Being Earnest: It's Rather Important
An adaptation by the company from Oscar Wilde
Shore Youth Theatre Company
C Central
**(*)

When they're performing scenes from Wilde's play, the Shore Youth Theatre Company are bang-on. Cast members show terrific timing and an excellent sense of dry, intellectual wit.

But the pleasure given by the handful of scenes from The Importance of Being Earnest is undercut by the loose framework the company uses to link the scenes together; the actors are revealed to be players in a (semi?) professional production, and it is here that the fine performances break down and turn into stereotyped clichés.

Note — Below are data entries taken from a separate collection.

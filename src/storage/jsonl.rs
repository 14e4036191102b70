//! JSONL (JSON Lines) storage.
//!
//! Each line is a JSON object holding one toss, game or team. Lines that do
//! not parse are logged and skipped so one bad row never hides the rest.

use std::fs::File;
use std::io::{BufRead, BufReader};
use std::marker::PhantomData;
use std::path::{Path, PathBuf};

use serde::de::DeserializeOwned;
use tracing::{debug, info, warn};

use super::{StorageConfig, StorageError};
use crate::calculate::TableLookup;
use crate::models::{Game, Team, Toss};

/// JSONL file reader.
pub struct JsonlReader<T> {
    path: PathBuf,
    _marker: PhantomData<T>,
}

impl<T: DeserializeOwned> JsonlReader<T> {
    /// Create a new JSONL reader for the given path.
    pub fn new(path: PathBuf) -> Self {
        Self {
            path,
            _marker: PhantomData,
        }
    }

    pub fn path(&self) -> &Path {
        &self.path
    }

    /// Check if the file exists.
    pub fn exists(&self) -> bool {
        self.path.exists()
    }

    /// Read all entities from the file. A missing file reads as empty.
    pub fn read_all(&self) -> Result<Vec<T>, StorageError> {
        if !self.path.exists() {
            return Ok(Vec::new());
        }

        let file = File::open(&self.path)?;
        let reader = BufReader::new(file);
        let mut entities = Vec::new();
        let mut skipped = 0usize;

        for (index, line) in reader.lines().enumerate() {
            let line = line?;

            if line.trim().is_empty() {
                continue;
            }

            match serde_json::from_str(&line) {
                Ok(entity) => entities.push(entity),
                Err(e) => {
                    skipped += 1;
                    warn!(
                        "Failed to parse line {} in {:?}: {}",
                        index + 1,
                        self.path,
                        e
                    );
                }
            }
        }

        debug!(
            "Read {} entities from {:?} ({} skipped)",
            entities.len(),
            self.path,
            skipped
        );
        Ok(entities)
    }

    /// Read entities matching a predicate.
    pub fn read_where<F>(&self, predicate: F) -> Result<Vec<T>, StorageError>
    where
        F: Fn(&T) -> bool,
    {
        let all = self.read_all()?;
        Ok(all.into_iter().filter(predicate).collect())
    }
}

/// Everything a query needs, loaded from the data directory.
#[derive(Debug, Clone, Default)]
pub struct Dataset {
    pub tosses: Vec<Toss>,
    pub games: Vec<Game>,
    pub teams: Vec<Team>,
}

impl Dataset {
    /// Load the three collections. Missing game or team files leave those
    /// lookups empty; a missing toss file is an error.
    pub fn load(config: &StorageConfig) -> Result<Self, StorageError> {
        let tosses: JsonlReader<Toss> = JsonlReader::new(config.tosses_path());
        if !tosses.exists() {
            return Err(StorageError::PathNotFound(config.tosses_path()));
        }

        let dataset = Self {
            tosses: tosses.read_all()?,
            games: JsonlReader::new(config.games_path()).read_all()?,
            teams: JsonlReader::new(config.teams_path()).read_all()?,
        };

        info!(
            tosses = dataset.tosses.len(),
            games = dataset.games.len(),
            teams = dataset.teams.len(),
            "Loaded dataset from {:?}",
            config.data_dir
        );
        Ok(dataset)
    }

    /// Index games and teams for lookup.
    pub fn lookup(&self) -> TableLookup<'_> {
        TableLookup::new(&self.games, &self.teams)
    }
}

#[cfg(test)]
mod tests {
    use super::*;
    use crate::calculate::DataLookup;
    use crate::models::{TossChoice, TossType};
    use pretty_assertions::assert_eq;
    use tempfile::TempDir;

    fn test_config(temp_dir: &TempDir) -> StorageConfig {
        StorageConfig::new(temp_dir.path().to_path_buf())
    }

    #[test]
    fn test_read_all_skips_bad_lines() {
        let temp_dir = TempDir::new().unwrap();
        let path = temp_dir.path().join("teams.jsonl");

        std::fs::write(
            &path,
            r#"{"abbreviation":"KC","name":"Kansas City Chiefs"}
not-valid-json

{"abbreviation":"OAK","name":"Oakland Raiders","defunct":true}
"#,
        )
        .unwrap();

        let reader: JsonlReader<Team> = JsonlReader::new(path);
        let teams = reader.read_all().unwrap();
        assert_eq!(teams.len(), 2);
        assert_eq!(teams[0].abbreviation, "KC");
        assert!(teams[1].defunct);
    }

    #[test]
    fn test_read_missing_file_is_empty() {
        let temp_dir = TempDir::new().unwrap();
        let reader: JsonlReader<Game> = JsonlReader::new(temp_dir.path().join("none.jsonl"));

        assert!(!reader.exists());
        assert!(reader.read_all().unwrap().is_empty());
    }

    #[test]
    fn test_read_where() {
        let temp_dir = TempDir::new().unwrap();
        let path = temp_dir.path().join("games.jsonl");
        std::fs::write(
            &path,
            r#"{"game_id":"g1","home_team":"KC","away_team":"BUF","home_score":42,"away_score":36}
{"game_id":"g2","home_team":"NE","away_team":"MIA","home_score":null,"away_score":null}
"#,
        )
        .unwrap();

        let reader: JsonlReader<Game> = JsonlReader::new(path);
        let scored = reader.read_where(|g| g.has_result()).unwrap();
        assert_eq!(scored.len(), 1);
        assert_eq!(scored[0].game_id, "g1");
    }

    #[test]
    fn test_read_tosses_with_source_codes() {
        let temp_dir = TempDir::new().unwrap();
        let path = temp_dir.path().join("tosses.jsonl");
        std::fs::write(
            &path,
            r#"{"game_id":"g1","season":2023,"week":1,"game_date":"2023-09-07T20:20:00Z","game_type":"REG","toss_type":"REG","winner":"DET","loser":"KC","winner_choice":"defer"}
{"game_id":"g1","season":2023,"week":1,"game_date":"","game_type":"REG","toss_type":"OT","winner":"KC","loser":"DET"}
{"game_id":"g2","season":2023,"week":1,"game_type":"REG","toss_type":"REG","winner":"BUF"}
"#,
        )
        .unwrap();

        let reader: JsonlReader<Toss> = JsonlReader::new(path);
        let tosses = reader.read_all().unwrap();

        // The third row has no loser and is skipped
        assert_eq!(tosses.len(), 2);
        assert_eq!(
            tosses[0].game_date,
            chrono::NaiveDate::from_ymd_opt(2023, 9, 7)
        );
        assert_eq!(tosses[0].winner_choice, Some(TossChoice::Defer));
        assert_eq!(tosses[1].toss_type, TossType::Overtime);
        assert_eq!(tosses[1].game_date, None);
    }

    #[test]
    fn test_dataset_load() {
        let temp_dir = TempDir::new().unwrap();
        let config = test_config(&temp_dir);
        std::fs::write(
            config.tosses_path(),
            r#"{"game_id":"g1","season":2020,"week":1,"game_type":"REG","toss_type":"REG","winner":"KC","loser":"HOU"}"#,
        )
        .unwrap();
        std::fs::write(
            config.games_path(),
            r#"{"game_id":"g1","home_team":"KC","away_team":"HOU","home_score":34,"away_score":20}"#,
        )
        .unwrap();

        let dataset = Dataset::load(&config).unwrap();
        assert_eq!(dataset.tosses.len(), 1);
        assert_eq!(dataset.games.len(), 1);
        assert!(dataset.teams.is_empty());

        let lookup = dataset.lookup();
        assert!(lookup.game_for(&dataset.tosses[0]).is_some());
        assert!(lookup.team_for("KC").is_none());
    }

    #[test]
    fn test_dataset_requires_tosses() {
        let temp_dir = TempDir::new().unwrap();
        let config = test_config(&temp_dir);

        let result = Dataset::load(&config);
        assert!(matches!(result, Err(StorageError::PathNotFound(_))));
    }
}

It's amusing, at first, to hear the R.P. convert to what one assumes are the actors' natural accents, but none of the characters really have anywhere to grow from their initial moments, nor do they. The big 'twist' of the play, which is that the thirteen year old girl playing Lady Bracknell is actually a 31 year old man (being played by a teenager) is so obvious that we suspend our disbelief, only to have the suspension thrown back in our faces.

The production has a definite absurdist bent and is not too taxing on one's attention span, so it's probably a good way to ease oneself into a day of theatre-going.

Rachel Lynn Brody

Switch Triptych
By Adriano Shaplin
The Riot Group
Assembly Rooms
****

Switch Triptych must be one of the hottest tips for a Fringe First this year. Adriano Shaplin's last play for The Riot Group, Pugilist Specialist, was a winner in every sense and his new play shares the verbal dexterity, rhythms and quirkiness of its predecessor.

The play is set in New York in 1919. This is a time of change following a war. In the telephone exchange where the action takes place, a more radical change is coming in the form of the Strogen, an automated switchboard that will make the triptych of operators (looking much more creations of Francis Bacon than the renaissance) redundant in their own mini industrial revolution.

The exploration of their reactions encompasses a picture of New York, an investigation of the battle between the sexes in a patriarchal society where the men are weak, individuality versus unionisation and in a mysterious way, a look at religion.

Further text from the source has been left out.